Un suave viento del sur infló sus velas. Muy a diferencia del Atlántico, el nuevo mar estaba plano como un plato, razón por la cual lo bautizaron «Océano Pací­fico», denominación que ha llegado hasta nuestros dí­as. Fue por pura casualidad, porque, en esa latitud, lo normal es que el Pací­fico esté tan picado como su temperamental vecino.

A partir de ahí­ comenzarí­a la verdadera odisea. Magallanes no sabí­a que el Pací­fico era tan grande, por lo que se pasaron más de tres meses sin avistar tierra. Ningún europeo habí­a navegado antes por esas aguas, que, en cierto modo, eran tan desconocidas para Magallanes como la cara oculta de la Luna para los primeros astrónomos.
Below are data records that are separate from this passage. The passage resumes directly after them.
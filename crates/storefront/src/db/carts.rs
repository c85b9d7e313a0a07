//! `PostgreSQL` cart storage.
//!
//! Concurrency is handled by the database:
//!
//! - carts are created with `INSERT ... ON CONFLICT DO NOTHING`, so losing a
//!   first-touch race yields no row instead of an aborted transaction;
//! - `find_cart` locks the row with `FOR UPDATE`, serializing merges of the
//!   same anonymous cart;
//! - line increments are a single `INSERT ... ON CONFLICT ... DO UPDATE`.

use async_trait::async_trait;
use chrono::{DateTime, Utc};
use sqlx::{PgPool, Postgres, Transaction};

use cartwright_core::{CartId, CartOwner, LineItemId, LineValueError, ProductId, Quantity, VariantKey};

use crate::cart::error::{CartError, Result};
use crate::cart::store::{CartStore, CartTransaction};
use crate::models::{Cart, LineItem};

const CART_COLUMNS: &str = "id, session_id, user_id, created_at";

const LINE_ITEM_COLUMNS: &str =
    "id, cart_id, product_id, variant_key, quantity, created_at, updated_at";

#[derive(Debug, sqlx::FromRow)]
struct CartRow {
    id: i32,
    session_id: Option<String>,
    user_id: Option<i32>,
    created_at: DateTime<Utc>,
}

impl TryFrom<CartRow> for Cart {
    type Error = CartError;

    fn try_from(row: CartRow) -> Result<Self> {
        let owner = CartOwner::from_columns(row.session_id, row.user_id).ok_or_else(|| {
            CartError::Storage(format!("cart {} has an invalid owner", row.id))
        })?;

        Ok(Self {
            id: CartId::new(row.id),
            owner,
            created_at: row.created_at,
        })
    }
}

#[derive(Debug, sqlx::FromRow)]
struct LineItemRow {
    id: i32,
    cart_id: i32,
    product_id: i32,
    variant_key: i32,
    quantity: i32,
    created_at: DateTime<Utc>,
    updated_at: DateTime<Utc>,
}

impl TryFrom<LineItemRow> for LineItem {
    type Error = CartError;

    fn try_from(row: LineItemRow) -> Result<Self> {
        let id = row.id;
        let corrupt =
            |e: LineValueError| CartError::Storage(format!("line item {id} is corrupt: {e}"));

        Ok(Self {
            id: LineItemId::new(row.id),
            cart_id: CartId::new(row.cart_id),
            product_id: ProductId::new(row.product_id),
            variant: VariantKey::from_i32(row.variant_key).map_err(corrupt)?,
            quantity: Quantity::new(i64::from(row.quantity)).map_err(corrupt)?,
            created_at: row.created_at,
            updated_at: row.updated_at,
        })
    }
}

/// Cart storage backed by a `PostgreSQL` pool.
#[derive(Debug, Clone)]
pub struct PgCartStore {
    pool: PgPool,
}

impl PgCartStore {
    #[must_use]
    pub const fn new(pool: PgPool) -> Self {
        Self { pool }
    }
}

#[async_trait]
impl CartStore for PgCartStore {
    async fn begin(&self) -> Result<Box<dyn CartTransaction>> {
        let tx = self.pool.begin().await?;
        Ok(Box::new(PgCartTransaction { tx }))
    }

    async fn ping(&self) -> Result<()> {
        sqlx::query("SELECT 1").execute(&self.pool).await?;
        Ok(())
    }
}

/// An open `PostgreSQL` transaction. Dropping it rolls back.
struct PgCartTransaction {
    tx: Transaction<'static, Postgres>,
}

#[async_trait]
impl CartTransaction for PgCartTransaction {
    async fn find_cart(&mut self, owner: &CartOwner) -> Result<Option<Cart>> {
        let column = match owner {
            CartOwner::Anonymous(_) => "session_id",
            CartOwner::Authenticated(_) => "user_id",
        };
        let sql =
            format!("SELECT {CART_COLUMNS} FROM storefront.cart WHERE {column} = $1 FOR UPDATE");
        let query = sqlx::query_as::<_, CartRow>(&sql);
        let query = match owner {
            CartOwner::Anonymous(session_id) => query.bind(session_id.as_str().to_owned()),
            CartOwner::Authenticated(user_id) => query.bind(user_id.as_i32()),
        };

        query
            .fetch_optional(&mut *self.tx)
            .await?
            .map(Cart::try_from)
            .transpose()
    }

    async fn insert_cart(&mut self, owner: &CartOwner) -> Result<Option<Cart>> {
        let (session_id, user_id) = owner.to_columns();

        let sql = format!(
            "INSERT INTO storefront.cart (session_id, user_id) VALUES ($1, $2) \
             ON CONFLICT DO NOTHING RETURNING {CART_COLUMNS}"
        );
        sqlx::query_as::<_, CartRow>(&sql)
            .bind(session_id)
            .bind(user_id)
            .fetch_optional(&mut *self.tx)
            .await?
            .map(Cart::try_from)
            .transpose()
    }

    async fn delete_cart(&mut self, cart_id: CartId) -> Result<bool> {
        let result = sqlx::query("DELETE FROM storefront.cart WHERE id = $1")
            .bind(cart_id.as_i32())
            .execute(&mut *self.tx)
            .await?;
        Ok(result.rows_affected() > 0)
    }

    async fn line_items(&mut self, cart_id: CartId) -> Result<Vec<LineItem>> {
        let sql = format!(
            "SELECT {LINE_ITEM_COLUMNS} FROM storefront.line_item WHERE cart_id = $1 ORDER BY id"
        );
        sqlx::query_as::<_, LineItemRow>(&sql)
            .bind(cart_id.as_i32())
            .fetch_all(&mut *self.tx)
            .await?
            .into_iter()
            .map(LineItem::try_from)
            .collect()
    }

    async fn upsert_line_item(
        &mut self,
        cart_id: CartId,
        product_id: ProductId,
        variant: VariantKey,
        delta: Quantity,
    ) -> Result<LineItem> {
        let sql = format!(
            "INSERT INTO storefront.line_item \
                 (cart_id, product_id, variant_id, variant_key, quantity) \
             VALUES ($1, $2, $3, $4, $5) \
             ON CONFLICT ON CONSTRAINT line_item_cart_product_variant_key DO UPDATE \
                 SET quantity = storefront.line_item.quantity + EXCLUDED.quantity, \
                     updated_at = now() \
             RETURNING {LINE_ITEM_COLUMNS}"
        );
        let row = sqlx::query_as::<_, LineItemRow>(&sql)
            .bind(cart_id.as_i32())
            .bind(product_id.as_i32())
            .bind(variant.variant().map(|id| id.as_i32()))
            .bind(variant.as_i32())
            .bind(delta.as_i32())
            .fetch_one(&mut *self.tx)
            .await?;
        LineItem::try_from(row)
    }

    async fn update_line_item(
        &mut self,
        cart_id: CartId,
        line_item_id: LineItemId,
        quantity: Quantity,
    ) -> Result<Option<LineItem>> {
        let sql = format!(
            "UPDATE storefront.line_item SET quantity = $3, updated_at = now() \
             WHERE id = $2 AND cart_id = $1 RETURNING {LINE_ITEM_COLUMNS}"
        );
        sqlx::query_as::<_, LineItemRow>(&sql)
            .bind(cart_id.as_i32())
            .bind(line_item_id.as_i32())
            .bind(quantity.as_i32())
            .fetch_optional(&mut *self.tx)
            .await?
            .map(LineItem::try_from)
            .transpose()
    }

    async fn delete_line_item(
        &mut self,
        cart_id: CartId,
        line_item_id: LineItemId,
    ) -> Result<bool> {
        let result =
            sqlx::query("DELETE FROM storefront.line_item WHERE id = $2 AND cart_id = $1")
                .bind(cart_id.as_i32())
                .bind(line_item_id.as_i32())
                .execute(&mut *self.tx)
                .await?;
        Ok(result.rows_affected() > 0)
    }

    async fn commit(self: Box<Self>) -> Result<()> {
        self.tx.commit().await?;
        Ok(())
    }
}
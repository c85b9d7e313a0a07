//! Cart route handlers.
//!
//! Every handler resolves the request identity first; a logged-in request
//! merges the browser's anonymous cart before anything else happens. All
//! responses, errors included, carry the `Set-Cookie` header when this
//! request minted the anonymous id.

use axum::{
    Json,
    extract::{State, rejection::JsonRejection},
    response::{AppendHeaders, IntoResponse, Response},
};
use serde::{Deserialize, Serialize};
use tracing::instrument;

use cartwright_core::LineItemId;

use crate::cart::AddItem;
use crate::error::{AppError, Result, add_breadcrumb};
use crate::middleware::CartIdentity;
use crate::state::AppState;

/// Set-quantity request body.
#[derive(Debug, Deserialize)]
pub struct UpdateCartRequest {
    pub line_item_id: LineItemId,
    pub quantity: i64,
}

/// Remove-line request body.
#[derive(Debug, Deserialize)]
pub struct RemoveFromCartRequest {
    pub line_item_id: LineItemId,
}

/// Cart count response body.
#[derive(Debug, Serialize, Deserialize, PartialEq, Eq)]
pub struct CartCount {
    pub count: u64,
}

/// Render `result` as JSON, attaching the identity cookie either way.
fn respond<T: Serialize>(identity: &CartIdentity, result: Result<T>) -> Response {
    let cookie = AppendHeaders(identity.set_cookie());
    match result {
        Ok(body) => (cookie, Json(body)).into_response(),
        Err(err) => (cookie, err).into_response(),
    }
}

/// Display the cart.
#[instrument(skip(state, identity))]
pub async fn show(State(state): State<AppState>, identity: CartIdentity) -> Response {
    let result = state.carts().view(identity.identity()).await;
    respond(&identity, result.map_err(AppError::from))
}

/// Add an item to the cart, creating the cart if needed.
#[instrument(skip(state, identity, payload))]
pub async fn add(
    State(state): State<AppState>,
    identity: CartIdentity,
    payload: std::result::Result<Json<AddItem>, JsonRejection>,
) -> Response {
    let result = match payload {
        Ok(Json(item)) => {
            let product_id = item.product_id.to_string();
            add_breadcrumb(
                "cart",
                "Added item",
                Some(&[("product_id", product_id.as_str())][..]),
            );
            state
                .carts()
                .add(identity.identity(), &item)
                .await
                .map_err(AppError::from)
        }
        Err(rejection) => Err(rejection.into()),
    };
    respond(&identity, result)
}

/// Overwrite a line's quantity; zero removes it.
#[instrument(skip(state, identity, payload))]
pub async fn update(
    State(state): State<AppState>,
    identity: CartIdentity,
    payload: std::result::Result<Json<UpdateCartRequest>, JsonRejection>,
) -> Response {
    let result = match payload {
        Ok(Json(request)) => state
            .carts()
            .set_quantity(identity.identity(), request.line_item_id, request.quantity)
            .await
            .map_err(AppError::from),
        Err(rejection) => Err(rejection.into()),
    };
    respond(&identity, result)
}

/// Remove a line from the cart.
#[instrument(skip(state, identity, payload))]
pub async fn remove(
    State(state): State<AppState>,
    identity: CartIdentity,
    payload: std::result::Result<Json<RemoveFromCartRequest>, JsonRejection>,
) -> Response {
    let result = match payload {
        Ok(Json(request)) => state
            .carts()
            .remove(identity.identity(), request.line_item_id)
            .await
            .map_err(AppError::from),
        Err(rejection) => Err(rejection.into()),
    };
    respond(&identity, result)
}

/// Total quantity in the cart (for the header badge).
#[instrument(skip(state, identity))]
pub async fn count(State(state): State<AppState>, identity: CartIdentity) -> Response {
    let result = state
        .carts()
        .item_count(identity.identity())
        .await
        .map(|count| CartCount { count });
    respond(&identity, result.map_err(AppError::from))
}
La travesí­a del Pací­fico fue agotadora y se cobró muchas vidas a causa del escorbuto. «La galleta que comí­amos no era ya pan sino un polvo mezclado con gusanos, que habí­an devorado toda su sustancia, y que tení­a un hedor insoportable por estar empapado en orines de rata», precisa Pigafetta en su diario. Acabadas las provisiones, terminaron comiendo serrí­n y el cuero del palo mayor, previamente remojado y cocido. En cuanto a las ratas de a bordo, todas desfilaron por la cazuela.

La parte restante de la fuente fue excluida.